Ok...in exactly 1 month and 1 day I'll be graduating...and SPM is like 40 days away.....ok let's not freak out,...WAAAH!!!!!!!!!haizz....the stress is rising and the pile of homework is increasing too.I seriously can't wait to graduate and get out of school...no more waking up at 6 am,no more assemblies with the annoying and dreggy speechs,no more discipline teachers,no more boring school events...no more school with uniforms and neat tide hair....!Whee!!!!!!

But something occured to me today....Me and jia rong went to toilet during our Moral gerak gempur (which was haizz...no words to express),she went into the toilet while I wait for her out side the toilet as usual...I have a habit of leaning on the balcony just out side the toilet and everyday I stared at sky from that very same spot,the very same patch of the sky,the same sky scrappers from that balcony and very often the same blue of the sky...Then jia rong and most of the time jane as well would join me leaning on the balcony but today it was only the two of us though.I would always seem so depressed or like I'm in deep thought.

I would always let my mind wonder off as I stood there...I think about alot of things...and today this thought occured to me,I was staring at the sky again and I suddenly thought wow...it's just gonna be next month and that's it,I'm out of here,I'm finally graduating.And...I won't stare at the sky from this balcony anymore...not form this same angle anymore,I won't get to see the same positions of the buildings and trees and everything from this very balcony anymore,I won't be seeing the primary school kids running about the field or our house practices or the juniors running in the field...no more...not anymore.

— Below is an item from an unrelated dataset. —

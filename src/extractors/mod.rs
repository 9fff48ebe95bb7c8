pub mod request_id;

pub use request_id::{RequestId, REQUEST_ID_HEADER};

I'm gonna stare at the sky from a bigger place,I'm gonna be at a place much more than a mere secondary school and this feels so light and happy but there's a sense of heaviness too,as much as I complain about school and everything I can't admit that I wouldn't wake up one day at 6 in the morning trying to get ready for school or packing my school bag for school the next day or even getting into my school uniform and getting into my school shoes to wear when I leave the house...It's been 11 years after all.Long and hard years in school....but I'm ready to break away from all that!

A random quote again~
The sky will always be the same sky but the place I stare the sky from will never be the same again...time to move on,time to grow up...time to say goodbye.